To workaround this limitation, you can try to change the location policy to RoundRobinPolicy (http://www.alluxio.org/documentation/v1.0.0/en/File-System-API.html#location-policy). 

Hope this helps.

Cheers,

--
You received this message because you are subscribed to the Google Groups "Alluxio Users" group.
To unsubscribe from this group and stop receiving emails from it, send an email to alluxio-user...@googlegroups.com.
For more options, visit https://groups.google.com/d/optout.

Krishnaprasad A S

unread,
Jun 23, 2016, 5:46:50 AM6/23/16
to Yupeng Fu, Alluxio Users
Hi Yupeng,
 Thanks for the reply.
 If it try to store in the same worker memory, then why it's not evicting data when memory becomes full, other than throwing error?
Also how can I set the location property to round robin in the cluster, ? Or is it possible only through the API ?

I can see the configuration from the web console of my cluster,
alluxio.user.file.write.location.policy.class alluxio.client.file.policy.LocalFirstPolicy

Thanks in advance.
--
Krishnaprasad A S
Lead Engineer
Flytxt
Skype: krishnaprasadas
M: +91 8907209454
O: +91 471.3082753 | F: +91 471.2700202 
www.flytxt.com | Visit our blog | Follow us | Connect on LinkedIn

Yupeng Fu

unread,
Jun 23, 2016, 1:49:50 PM6/23/16
to Krishnaprasad A S, Alluxio Users
Hi Krishnaprasad,

No block is evicted because the file has not been fully written yet, and therefore the blocks are locked and cannot be committed.

To set the config, you follow the instructions at http://www.alluxio.org/documentation/v1.0.0/en/Configuration-Settings.html

Hope this helps,

Krishnaprasad A S

unread,
Jun 27, 2016, 1:11:10 PM6/27/16
to Yupeng Fu, Alluxio Users
Thanks for your help,
I changed the location policy to round robin and the file copied successfully.
I copied a 1GB sized file to the same cluster (in memory) and ran a MR for world count, It succeed.
Then I copied a ~25GB file to the alluxio cluster (in memory) and ran the same MR job but it failed with the following error.

16/06/27 21:36:10 INFO mapreduce.Job: Task Id : attempt_1466750827272_0007_m_000002_0, Status : FAILED
Error: java.io.IOException: Block 67108865 is not available in Alluxio

Please find attached file for full stack trace.
Is there something I have missed?

mr_2_error
cluster_details

Yupeng Fu

unread,
Jun 27, 2016, 8:30:39 PM6/27/16
to Krishnaprasad A S, Alluxio Users
Can you check the Web UI to see if the file is fully loaded into Alluxio?

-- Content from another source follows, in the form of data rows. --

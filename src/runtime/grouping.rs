use super::{Env, Symbol};

/// A character class: an inclusive range plus one membership bit per character in it.
#[derive(Clone, Debug, PartialEq, Eq)]
pub struct Grouping {
    pub min: Symbol,
    pub max: Symbol,
    pub bits: Vec<u8>,
}

/// Result of one grouping test.
#[derive(Clone, Copy, Debug, PartialEq, Eq)]
pub enum GroupingOutcome {
    Matched,
    NoMatch,
    /// The cursor was already at the limit in the scan direction.
    OffEnd,
}

impl GroupingOutcome {
    pub fn matched(self) -> bool {
        self == GroupingOutcome::Matched
    }
}

impl Grouping {
    pub fn new(chars: &[Symbol]) -> Self {
        let (Some(&min), Some(&max)) = (chars.iter().min(), chars.iter().max()) else {
            return Self { min: 1, max: 0, bits: Vec::new() };
        };
        let mut g = Self {
            min,
            max,
            bits: vec![0; (max - min) as usize / 8 + 1],
        };
        for &ch in chars {
            g.set(ch);
        }
        g
    }

    /// Every character that is a member of `self` or `other`.
    pub fn union(&self, other: &Grouping) -> Self {
        let chars: Vec<Symbol> = self.members().chain(other.members()).collect();
        Self::new(&chars)
    }

    fn set(&mut self, ch: Symbol) {
        let ch = (ch - self.min) as usize;
        self.bits[ch >> 3] |= 1 << (ch & 0x7);
    }

    pub fn contains(&self, ch: Symbol) -> bool {
        if ch < self.min || ch > self.max {
            return false;
        }
        let ch = (ch - self.min) as usize;
        self.bits[ch >> 3] & (1 << (ch & 0x7)) != 0
    }

    pub fn members(&self) -> impl Iterator<Item = Symbol> + '_ {
        (self.min..=self.max).filter(|&ch| self.contains(ch))
    }
}

fn scan(z: &mut Env, g: &Grouping, repeat: bool, want: bool, forward: bool) -> GroupingOutcome {
    loop {
        let ch = if forward {
            if z.c >= z.l {
                return GroupingOutcome::OffEnd;
            }
            z.p.as_slice()[z.c]
        } else {
            if z.c <= z.lb || z.c > z.l {
                return GroupingOutcome::OffEnd;
            }
            z.p.as_slice()[z.c - 1]
        };
        if g.contains(ch) != want {
            return GroupingOutcome::NoMatch;
        }
        if forward {
            z.c += 1;
        } else {
            z.c -= 1;
        }
        if !repeat {
            return GroupingOutcome::Matched;
        }
    }
}

/// Tests that the symbol at the cursor is in `g`, stepping past it if so.
/// With `repeat`, keeps stepping until a symbol fails the test or the limit is hit,
/// and reports why it stopped.
pub fn in_grouping(z: &mut Env, g: &Grouping, repeat: bool) -> GroupingOutcome {
    scan(z, g, repeat, true, true)
}

pub fn out_grouping(z: &mut Env, g: &Grouping, repeat: bool) -> GroupingOutcome {
    scan(z, g, repeat, false, true)
}

pub fn in_grouping_b(z: &mut Env, g: &Grouping, repeat: bool) -> GroupingOutcome {
    scan(z, g, repeat, true, false)
}

pub fn out_grouping_b(z: &mut Env, g: &Grouping, repeat: bool) -> GroupingOutcome {
    scan(z, g, repeat, false, false)
}

#[cfg(test)]
mod tests {
    use super::*;
    use crate::runtime::Counts;

    fn env(text: &str) -> Env {
        let mut z = Env::new(Counts::default()).unwrap();
        z.load(text.as_bytes()).unwrap();
        z
    }

    #[test]
    fn membership_from_character_list() {
        let v = Grouping::new(b"aeiouy");
        assert_eq!((v.min, v.max), (b'a', b'y'));
        assert!(v.contains(b'e'));
        assert!(!v.contains(b'b'));
        assert!(!v.contains(b'z'));
        assert!(!v.contains(b'A'));
        assert_eq!(v.members().collect::<Vec<_>>(), b"aeiouy");
    }

    #[test]
    fn union_merges_members() {
        let g = Grouping::new(b"aeiou").union(&Grouping::new(b"wxY"));
        assert_eq!(g.members().collect::<Vec<_>>(), b"Yaeiouwx");
    }

    #[test]
    fn empty_grouping_matches_nothing() {
        let g = Grouping::new(b"");
        assert!(!g.contains(0));
        let mut z = env("a");
        assert_eq!(out_grouping(&mut z, &g, false), GroupingOutcome::Matched);
    }

    #[test]
    fn single_step_does_not_move_on_failure() {
        let v = Grouping::new(b"aeiou");
        let mut z = env("sky");
        assert_eq!(in_grouping(&mut z, &v, false), GroupingOutcome::NoMatch);
        assert_eq!(z.c, 0);
        assert_eq!(out_grouping(&mut z, &v, false), GroupingOutcome::Matched);
        assert_eq!(z.c, 1);
    }

    #[test]
    fn off_end_is_distinct_from_no_match() {
        let v = Grouping::new(b"aeiou");
        let mut z = env("a");
        z.c = 1;
        assert_eq!(in_grouping(&mut z, &v, false), GroupingOutcome::OffEnd);
        assert_eq!(out_grouping(&mut z, &v, false), GroupingOutcome::OffEnd);
        assert_eq!(z.c, 1);
    }

    #[test]
    fn repeat_reports_where_it_stopped() {
        let v = Grouping::new(b"aeiou");
        let mut z = env("aeixa");
        assert_eq!(in_grouping(&mut z, &v, true), GroupingOutcome::NoMatch);
        assert_eq!(z.c, 3);
        let mut z = env("aei");
        assert_eq!(in_grouping(&mut z, &v, true), GroupingOutcome::OffEnd);
        assert_eq!(z.c, 3);
    }

    #[test]
    fn backward_scan_reads_before_cursor() {
        let v = Grouping::new(b"aeiou");
        let mut z = env("strea");
        z.c = 5;
        assert_eq!(in_grouping_b(&mut z, &v, true), GroupingOutcome::NoMatch);
        assert_eq!(z.c, 3);
        assert_eq!(out_grouping_b(&mut z, &v, false), GroupingOutcome::Matched);
        assert_eq!(z.c, 2);
        z.lb = 2;
        assert_eq!(out_grouping_b(&mut z, &v, false), GroupingOutcome::OffEnd);
    }
}
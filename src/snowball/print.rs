use std::fmt;
use std::io;

use super::ast::*;
use super::write_separated;

const INDENT: &str = "    ";

fn do_indent<W: io::Write>(w: &mut W, indent: i32) -> io::Result<()> {
    for _ in 0..indent {
        write!(w, "{INDENT}")?;
    }
    Ok(())
}

/// Writes `prog` back out as a listing that [`super::parse`] accepts.
pub fn write<W: io::Write>(mut w: W, prog: &Program) -> io::Result<()> {
    write_decls(&mut w, prog)?;
    for g in &prog.groupings {
        writeln!(w, "(grouping {} {})", g.name, Lit(&g.grouping.members().collect::<Vec<_>>()))?;
    }
    for r in &prog.routines {
        let head = if r.external { "external" } else { "routine" };
        write!(w, "({head} {}", r.name)?;
        if r.mode == Mode::Backward {
            write!(w, " backward")?;
        }
        writeln!(w)?;
        do_indent(&mut w, 1)?;
        write_command(&mut w, prog, &r.body, 1)?;
        writeln!(w, ")")?;
    }
    Ok(())
}

fn write_decls<W: io::Write>(w: &mut W, prog: &Program) -> io::Result<()> {
    let kinds = [(NameKind::Integer, "integers"), (NameKind::Boolean, "booleans"), (NameKind::String, "strings")];
    for (kind, head) in kinds {
        for (live, prefix) in [(true, ""), (false, "unused ")] {
            let names: Vec<_> = prog
                .names
                .iter()
                .filter(|n| n.kind == kind && n.slot.is_some() == live)
                .map(|n| n.name.as_str())
                .collect();
            if !names.is_empty() {
                write!(w, "({prefix}{head} ")?;
                write_separated(&mut IoFmt(&mut *w), " ", names).map_err(|_| io::Error::other("formatting failed"))?;
                writeln!(w, ")")?;
            }
        }
    }
    Ok(())
}

/// Lets the `fmt::Write` helpers target an `io::Write`.
struct IoFmt<'w, W: io::Write>(&'w mut W);

impl<W: io::Write> fmt::Write for IoFmt<'_, W> {
    fn write_str(&mut self, s: &str) -> fmt::Result {
        self.0.write_all(s.as_bytes()).map_err(|_| fmt::Error)
    }
}

fn write_block<W: io::Write>(w: &mut W, prog: &Program, head: &str, block: &[Node<Command>], indent: i32) -> io::Result<()> {
    write!(w, "({head}")?;
    for c in block {
        writeln!(w)?;
        do_indent(w, indent + 1)?;
        write_command(w, prog, c, indent + 1)?;
    }
    write!(w, ")")
}

fn write_command<W: io::Write>(w: &mut W, prog: &Program, c: &Command, indent: i32) -> io::Result<()> {
    match c {
        Command::Repeat(b) => write_unary(w, prog, "repeat", b, indent)?,
        Command::Loop(n, b) => write_unary(w, prog, &format!("loop {}", n.t), b, indent)?,
        Command::AtLeast(n, b) => write_unary(w, prog, &format!("atleast {}", n.t), b, indent)?,
        Command::Or(b) => write_block(w, prog, "or", b, indent)?,
        Command::And(b) => write_block(w, prog, "and", b, indent)?,
        Command::Bra(b) => write_block(w, prog, "bra", b, indent)?,
        Command::LeftSlice(_) => write!(w, "([)")?,
        Command::RightSlice(_) => write!(w, "(])")?,
        Command::Literal(_, Text::Lit(s)) => write!(w, "{}", Lit(s))?,
        Command::Literal(_, t @ Text::Var(_)) => write!(w, "(lit {t})")?,
        Command::SliceFrom(t) => write!(w, "(<- {t})")?,
        Command::SliceTo(v) => write!(w, "(-> {})", v.name)?,
        Command::Delete => write!(w, "(delete)")?,
        Command::Insert(t) => write!(w, "(insert {t})")?,
        Command::True => write!(w, "(true)")?,
        Command::False => write!(w, "(false)")?,
        Command::MathAssign(v, e) => write!(w, "($ {} {})", v.name, e.t)?,
        Command::Compare(cmp, a, b) => write!(w, "({cmp} {} {})", a.t, b.t)?,
        Command::Call(id) => write!(w, "(call {})", prog.routine(*id).name)?,
        Command::Substring(..) => write!(w, "(substring)")?,
        Command::Among(id) => write_among(w, prog, prog.among(*id), indent)?,
        Command::AtLimit(_) => write!(w, "(atlimit)")?,
        Command::ToLimit(_) => write!(w, "(tolimit)")?,
        Command::AtMark(e) => write!(w, "(atmark {})", e.t)?,
        Command::ToMark(_, e) => write!(w, "(tomark {})", e.t)?,
        Command::Not(b) => write_unary(w, prog, "not", b, indent)?,
        Command::Try(b) => write_unary(w, prog, "try", b, indent)?,
        Command::Do(b) => write_unary(w, prog, "do", b, indent)?,
        Command::Test(b) => write_unary(w, prog, "test", b, indent)?,
        Command::Fail(b) => write_unary(w, prog, "fail", b, indent)?,
        Command::Hop(_, e) => write!(w, "(hop {})", e.t)?,
        Command::Next(_) => write!(w, "(next)")?,
        Command::Set(v) => write!(w, "(set {})", v.name)?,
        Command::Unset(v) => write!(w, "(unset {})", v.name)?,
        Command::BoolTest(v) => write!(w, "(? {})", v.name)?,
        Command::Grouping(_, id) => write!(w, "(grouping {})", prog.groupings[id.ix()].name)?,
        Command::Non(_, id) => write!(w, "(non {})", prog.groupings[id.ix()].name)?,
        Command::Goto(_, b) => write_unary(w, prog, "goto", b, indent)?,
        Command::GoPast(_, b) => write_unary(w, prog, "gopast", b, indent)?,
        Command::SetMark(v) => write!(w, "(setmark {})", v.name)?,
        Command::Backwards(b) => write_unary(w, prog, "backwards", b, indent)?,
        Command::SetLimit(a, b) => {
            write!(w, "(setlimit ")?;
            write_command(w, prog, a, indent)?;
            write!(w, " ")?;
            write_command(w, prog, b, indent)?;
            write!(w, ")")?;
        }
        Command::Reverse(b) => write_unary(w, prog, "reverse", b, indent)?,
    }
    Ok(())
}

fn write_unary<W: io::Write>(w: &mut W, prog: &Program, head: &str, body: &Command, indent: i32) -> io::Result<()> {
    write!(w, "({head} ")?;
    write_command(w, prog, body, indent)?;
    write!(w, ")")
}

fn write_among<W: io::Write>(w: &mut W, prog: &Program, x: &Among, indent: i32) -> io::Result<()> {
    write!(w, "(among")?;
    if let Some(starter) = &x.starter {
        writeln!(w)?;
        do_indent(w, indent + 1)?;
        write!(w, "(starter ")?;
        write_command(w, prog, starter, indent + 1)?;
        write!(w, ")")?;
    }
    for (ix, cmd) in x.commands.iter().enumerate() {
        writeln!(w)?;
        do_indent(w, indent + 1)?;
        let strings = x.entries.iter().filter(|e| e.outcome == ix + 1).map(|e| Lit(&e.bytes));
        write!(w, "(")?;
        write_separated(&mut IoFmt(&mut *w), " ", strings).map_err(|_| io::Error::other("formatting failed"))?;
        write!(w, ")")?;
        if let Some(cmd) = cmd {
            write!(w, " ")?;
            write_command(w, prog, cmd, indent + 1)?;
        }
    }
    write!(w, ")")
}

/// A string literal, escaped for the listing.
struct Lit<'a>(&'a [u8]);

impl fmt::Display for Lit<'_> {
    fn fmt(&self, f: &mut fmt::Formatter<'_>) -> fmt::Result {
        write!(f, "\"")?;
        for &b in self.0 {
            match b {
                b'"' => write!(f, "\\\"")?,
                b'\\' => write!(f, "\\\\")?,
                b'\n' => write!(f, "\\n")?,
                b'\t' => write!(f, "\\t")?,
                0x20..=0x7e => write!(f, "{}", b as char)?,
                _ => write!(f, "\\x{b:02x}")?,
            }
        }
        write!(f, "\"")
    }
}

impl fmt::Display for Text {
    fn fmt(&self, f: &mut fmt::Formatter<'_>) -> fmt::Result {
        match self {
            Text::Lit(s) => write!(f, "{}", Lit(s)),
            Text::Var(v) => write!(f, "{}", v.name),
        }
    }
}

impl fmt::Display for Cmp {
    fn fmt(&self, f: &mut fmt::Formatter<'_>) -> fmt::Result {
        let s = match self {
            Cmp::Eq => "==",
            Cmp::Ne => "!=",
            Cmp::Gr => ">",
            Cmp::Ge => ">=",
            Cmp::Ls => "<",
            Cmp::Le => "<=",
        };
        write!(f, "{s}")
    }
}

impl fmt::Display for Ae {
    fn fmt(&self, f: &mut fmt::Formatter<'_>) -> fmt::Result {
        match self {
            Ae::Number(n) => write!(f, "{n}"),
            Ae::Var(v) => write!(f, "{}", v.name),
            Ae::Limit => write!(f, "limit"),
            Ae::Cursor => write!(f, "cursor"),
            Ae::Size => write!(f, "size"),
            Ae::MaxInt => write!(f, "maxint"),
            Ae::MinInt => write!(f, "minint"),
            Ae::Neg(e) => write!(f, "(neg {})", e.t),
            Ae::Bop(op, a, b) => {
                let op = match op {
                    Binop::Plus => "+",
                    Binop::Minus => "-",
                    Binop::Multiply => "*",
                    Binop::Divide => "/",
                };
                write!(f, "({op} {} {})", a.t, b.t)
            }
        }
    }
}
use std::fmt;

use super::ExecError;

/// A single code unit of text.
pub type Symbol = u8;

/// Extra room reserved whenever the buffer has to grow.
const HEADROOM: usize = 20;

/// Growable run of symbols with a logical size and a separately tracked capacity.
#[derive(Clone, Default, PartialEq, Eq)]
pub struct SymbolBuffer {
    data: Vec<Symbol>,
}

impl SymbolBuffer {
    pub fn new() -> Self {
        Self::default()
    }

    pub fn from_slice(s: &[Symbol]) -> Result<Self, ExecError> {
        let mut b = Self::new();
        b.assign(s)?;
        Ok(b)
    }

    pub fn len(&self) -> usize {
        self.data.len()
    }

    pub fn is_empty(&self) -> bool {
        self.data.is_empty()
    }

    pub fn capacity(&self) -> usize {
        self.data.capacity()
    }

    pub fn as_slice(&self) -> &[Symbol] {
        &self.data
    }

    /// Makes sure at least `needed` symbols fit without another allocation.
    pub fn reserve(&mut self, needed: usize) -> Result<(), ExecError> {
        if needed <= self.data.capacity() {
            return Ok(());
        }
        let additional = needed + HEADROOM - self.data.len();
        self.data.try_reserve_exact(additional).map_err(|_| ExecError::Alloc { requested: needed + HEADROOM })
    }

    /// Overwrites the whole buffer with `s`.
    pub fn assign(&mut self, s: &[Symbol]) -> Result<(), ExecError> {
        self.data.clear();
        self.reserve(s.len())?;
        self.data.extend_from_slice(s);
        Ok(())
    }

    /// Replaces the symbols in `[bra, ket)` with `s`, moving the tail as needed.
    /// Returns the change in length.
    pub fn splice(&mut self, bra: usize, ket: usize, s: &[Symbol]) -> Result<isize, ExecError> {
        debug_assert!(bra <= ket && ket <= self.data.len());
        let adjustment = s.len() as isize - (ket - bra) as isize;
        if adjustment > 0 {
            self.reserve(self.data.len() + adjustment as usize)?;
        }
        if adjustment == 0 {
            self.data[bra..ket].copy_from_slice(s);
        } else {
            self.data.splice(bra..ket, s.iter().copied());
        }
        Ok(adjustment)
    }
}

impl fmt::Debug for SymbolBuffer {
    fn fmt(&self, f: &mut fmt::Formatter<'_>) -> fmt::Result {
        write!(f, "{:?}", String::from_utf8_lossy(&self.data))
    }
}

impl fmt::Display for SymbolBuffer {
    fn fmt(&self, f: &mut fmt::Formatter<'_>) -> fmt::Result {
        write!(f, "{}", String::from_utf8_lossy(&self.data))
    }
}

#[cfg(test)]
mod tests {
    use super::*;

    #[test]
    fn splice_grows_and_shrinks() {
        let mut b = SymbolBuffer::from_slice(b"happiness").unwrap();
        assert_eq!(b.splice(4, 9, b"y").unwrap(), -4);
        assert_eq!(b.as_slice(), b"happy");
        assert_eq!(b.splice(5, 5, b"ish").unwrap(), 3);
        assert_eq!(b.as_slice(), b"happyish");
        assert_eq!(b.splice(0, 1, b"s").unwrap(), 0);
        assert_eq!(b.as_slice(), b"sappyish");
    }

    #[test]
    fn growth_keeps_headroom() {
        let mut b = SymbolBuffer::new();
        b.assign(b"abc").unwrap();
        assert!(b.capacity() >= 3 + HEADROOM);
        assert!(b.len() <= b.capacity());
    }
}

Also, could you paste the logs in Alluxio?

Thanks,


Krishnaprasad A S

unread,
Jun 29, 2016, 6:17:41 AM6/29/16
to Yupeng Fu, Alluxio Users

Hi Yupeng Fu,
I not sure how to check that the data is loaded into alluxio in UI. The copyFromLocal returns success message. When I checked UI it was mentioned that the file loaded in memory.
For more information I have repeated the test, please have a look at the attached screen shots. Also the new application error log.
I have noticed that the persistence state become LOST(in UI 'browse') after the MR job completion, please find the attached images.

Thanks,
Krishnaprasad
after_file_load.jpg
worker_log_server_5
after_file_load_browse.jpg
after_file_load_worker.jpg
before_data_load.jpg
master_log_server_1
worker_log_server_1
worker_log_server_2
worker_log_server_3
worker_log_server_4

Yupeng Fu

unread,
Jun 29, 2016, 5:48:35 PM6/29/16
to Krishnaprasad A S, Alluxio Users
Hi,

Based on your screenshots and the logs, I think what possibly happened was the MR job generated some temp data and put that into Alluxio, which evicted the blocks in memory. To verify this hypothesis, you can persist the file or lock the blocks, and rerun the job.

Hope this helps,

Krishnaprasad A S

unread,
Jun 30, 2016, 9:48:58 AM6/30/16
to Yupeng Fu, Alluxio Users
I rerun the job after persisting the file. It ran for 100% map and failed on 84% reduce.
Error
16/06/30 18:50:42 INFO mapreduce.Job: Task Id : attempt_1467284290167_0002_r_000000_2, Status : FAILED
Error: java.io.IOException: Failed to cache: Unable to request space from worker
    at alluxio.client.file.FileOutStream.handleCacheWriteException(FileOutStream.java:337)
    at alluxio.client.file.FileOutStream.write(FileOutStream.java:293)
    at org.apache.hadoop.fs.FSDataOutputStream$PositionCache.write(FSDataOutputStream.java:58)
    at java.io.DataOutputStream.write(DataOutputStream.java:107)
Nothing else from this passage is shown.